About Faro

No one does
both ends.

Developing the leader for organizational readiness, and building the organization so it's ready for its people. Not either or. Both.

Operating experience
as the foundation

Akiko Mega founded Faro after a career at the intersection of business performance and human systems. As Co-GM at Maison Margiela — operating inside a Mitsubishi Corporation joint venture — she was accountable for the number and for the people carrying it, simultaneously, inside one of the most structurally complex organizational environments in Japanese business: a European luxury house, a Japanese conglomerate partner, and a Western parent organization, at the same time.

That experience revealed something most leadership advisory misses: the gap is rarely in the strategy. It is almost always in the human system's capacity to carry it. What gets lost between the regional office and the room where decisions are made. What a leader holds accurately about a market, and cannot make legible to the people above them. What an organization demands of its people without having built the infrastructure to support that demand.

Faro was built to work at exactly that gap. Not coaching as a service. Leadership infrastructure as a business requirement.

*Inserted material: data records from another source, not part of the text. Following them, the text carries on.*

use rust_decimal::Decimal;
use serde::{Deserialize, Serialize};

use super::models::{FoodItem, Workout};
use crate::error::AppError;

#[derive(Debug, Clone, Copy, Default, PartialEq, Eq, Deserialize)]
#[serde(rename_all = "lowercase")]
pub enum SortOrder {
    #[default]
    Asc,
    Desc,
}

impl SortOrder {
    pub fn as_sql(self) -> &'static str {
        match self {
            SortOrder::Asc => "ASC",
            SortOrder::Desc => "DESC",
        }
    }
}

#[derive(Debug, Default, Deserialize)]
pub struct FoodQuery {
    pub search: Option<String>,
    #[serde(default = "default_page")]
    pub page: i64,
    #[serde(default = "default_per_page")]
    pub per_page: i64,
    pub sort_by: Option<String>,
    #[serde(default)]
    pub order: SortOrder,
    pub min_calories: Option<Decimal>,
    pub max_calories: Option<Decimal>,
    pub min_protein: Option<Decimal>,
    pub max_protein: Option<Decimal>,
    pub min_carbs: Option<Decimal>,
    pub max_carbs: Option<Decimal>,
    pub min_fats: Option<Decimal>,
    pub max_fats: Option<Decimal>,
}

fn default_page() -> i64 {
    1
}

fn default_per_page() -> i64 {
    10
}

impl FoodQuery {
    pub fn validate(&self) -> Result<(), AppError> {
        if self.page < 1 {
            return Err(AppError::BadRequest("page must be >= 1".into()));
        }
        if !(1..=100).contains(&self.per_page) {
            return Err(AppError::BadRequest("per_page must be between 1 and 100".into()));
        }
        if (self.page - 1).checked_mul(self.per_page).is_none() {
            return Err(AppError::BadRequest("page is too large".into()));
        }
        Ok(())
    }

    /// Whitelisted sort column; unknown fields fall back to `name`.
    pub fn sort_column(&self) -> &'static str {
        match self.sort_by.as_deref() {
            Some("calories") => "calories",
            Some("protein") => "protein",
            Some("carbs") => "carbs",
            Some("fats") => "fats",
            _ => "name",
        }
    }

    /// Row offset of `page`; only meaningful after `validate` succeeded.
    pub fn offset(&self) -> i64 {
        self.page.saturating_sub(1).saturating_mul(self.per_page)
    }
}

#[derive(Debug, Serialize)]
pub struct FoodResponse {
    pub id: i32,
    pub name: String,
    pub calories: Decimal,
    pub protein: Decimal,
    pub carbs: Decimal,
    pub fats: Decimal,
    pub reference_amount: Decimal,
    pub reference_unit: String,
    /// Every unit a log for this food may use.
    pub units: Vec<String>,
}

impl From<FoodItem> for FoodResponse {
    fn from(f: FoodItem) -> Self {
        let mut units = vec![f.reference_unit.clone()];
        if let Some(conversions) = &f.unit_conversions {
            units.extend(conversions.keys().cloned());
        }
        Self {
            id: f.id,
            name: f.name,
            calories: f.calories,
            protein: f.protein,
            carbs: f.carbs,
            fats: f.fats,
            reference_amount: f.reference_amount,
            reference_unit: f.reference_unit,
            units,
        }
    }
}

#[derive(Debug, Serialize)]
pub struct PaginatedFoods {
    pub total: i64,
    pub page: i64,
    pub per_page: i64,
    pub items: Vec<FoodResponse>,
}

#[derive(Debug, Default, Deserialize)]
pub struct WorkoutQuery {
    pub search: Option<String>,
    pub muscle: Option<String>,
    pub difficulty: Option<String>,
    pub sort_by: Option<String>,
    #[serde(default)]
    pub order: SortOrder,
    #[serde(default = "default_per_page")]
    pub limit: i64,
    #[serde(default)]
    pub offset: i64,
}

impl WorkoutQuery {
    pub fn validate(&self) -> Result<(), AppError> {
        if !(1..=100).contains(&self.limit) {
            return Err(AppError::BadRequest("limit must be between 1 and 100".into()));
        }
        if self.offset < 0 {
            return Err(AppError::BadRequest("offset must be >= 0".into()));
        }
        Ok(())
    }

    pub fn sort_column(&self) -> &'static str {
        match self.sort_by.as_deref() {
            Some("calories_per_unit") => "calories_per_unit",
            Some("difficulty") => "difficulty",
            _ => "name",
        }
    }
}

#[derive(Debug, Serialize)]
pub struct WorkoutList {
    pub total: i64,
    pub limit: i64,
    pub offset: i64,
    pub items: Vec<Workout>,
}

#[cfg(test)]
mod tests {
    use super::*;
    use crate::catalog::models::test_support::food;

    #[test]
    fn sort_columns_are_whitelisted() {
        let q = FoodQuery {
            sort_by: Some("calories; DROP TABLE users".into()),
            ..FoodQuery::default()
        };
        assert_eq!(q.sort_column(), "name");

        let q = WorkoutQuery {
            sort_by: Some("difficulty".into()),
            ..WorkoutQuery::default()
        };
        assert_eq!(q.sort_column(), "difficulty");
    }

    #[test]
    fn pagination_bounds() {
        let ok = FoodQuery {
            page: 3,
            per_page: 20,
            ..FoodQuery::default()
        };
        assert!(ok.validate().is_ok());
        assert_eq!(ok.offset(), 40);

        let zero_page = FoodQuery {
            page: 0,
            per_page: 10,
            ..FoodQuery::default()
        };
        assert!(zero_page.validate().is_err());

        let far_page = FoodQuery {
            page: i64::MAX,
            per_page: 100,
            ..FoodQuery::default()
        };
        assert!(matches!(far_page.validate(), Err(AppError::BadRequest(_))));
        assert_eq!(far_page.offset(), i64::MAX);

        let big = WorkoutQuery {
            limit: 500,
            ..WorkoutQuery::default()
        };
        assert!(big.validate().is_err());
    }

    #[test]
    fn food_response_lists_usable_units() {
        let mut milk = food("Milk", 60, 100, "ml");
        milk.unit_conversions = Some([("cup".to_string(), Decimal::from(240))].into());
        let resp = FoodResponse::from(milk);
        assert_eq!(resp.units, vec!["ml".to_string(), "cup".to_string()]);
    }
}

Developing leaders is not a soft skill. It is organizational readiness. You can't get into an F1 car after driving a Prius on the street.

01

Operating background in luxury, finance, and technology — including as Co-GM at Maison Margiela inside a Mitsubishi Corporation joint venture, accountable for commercial performance and organizational development simultaneously

02

Diagnostic-led practice — we measure at every level: the leader, the team, and the organization. The tools are chosen for what's needed, not applied by default

03

Fluent across Japanese, APAC, and Western organizational cultures — not as an outside observer, but from inside experience of navigating all three simultaneously

Sentient Leadership

The practice of operating from the human register underneath the strategy — where empathy becomes contact, and culture becomes a design choice rather than a symptom.

Most organizations treat culture as something that happens to them. Sentient Leadership treats it as something that can be designed, measured, and held accountable to the same standards as any other business system.

The leader who can read the room, hold what they find, and act on it without losing the trust of the people in it — that is not a personality type. It is a practice. And it can be built.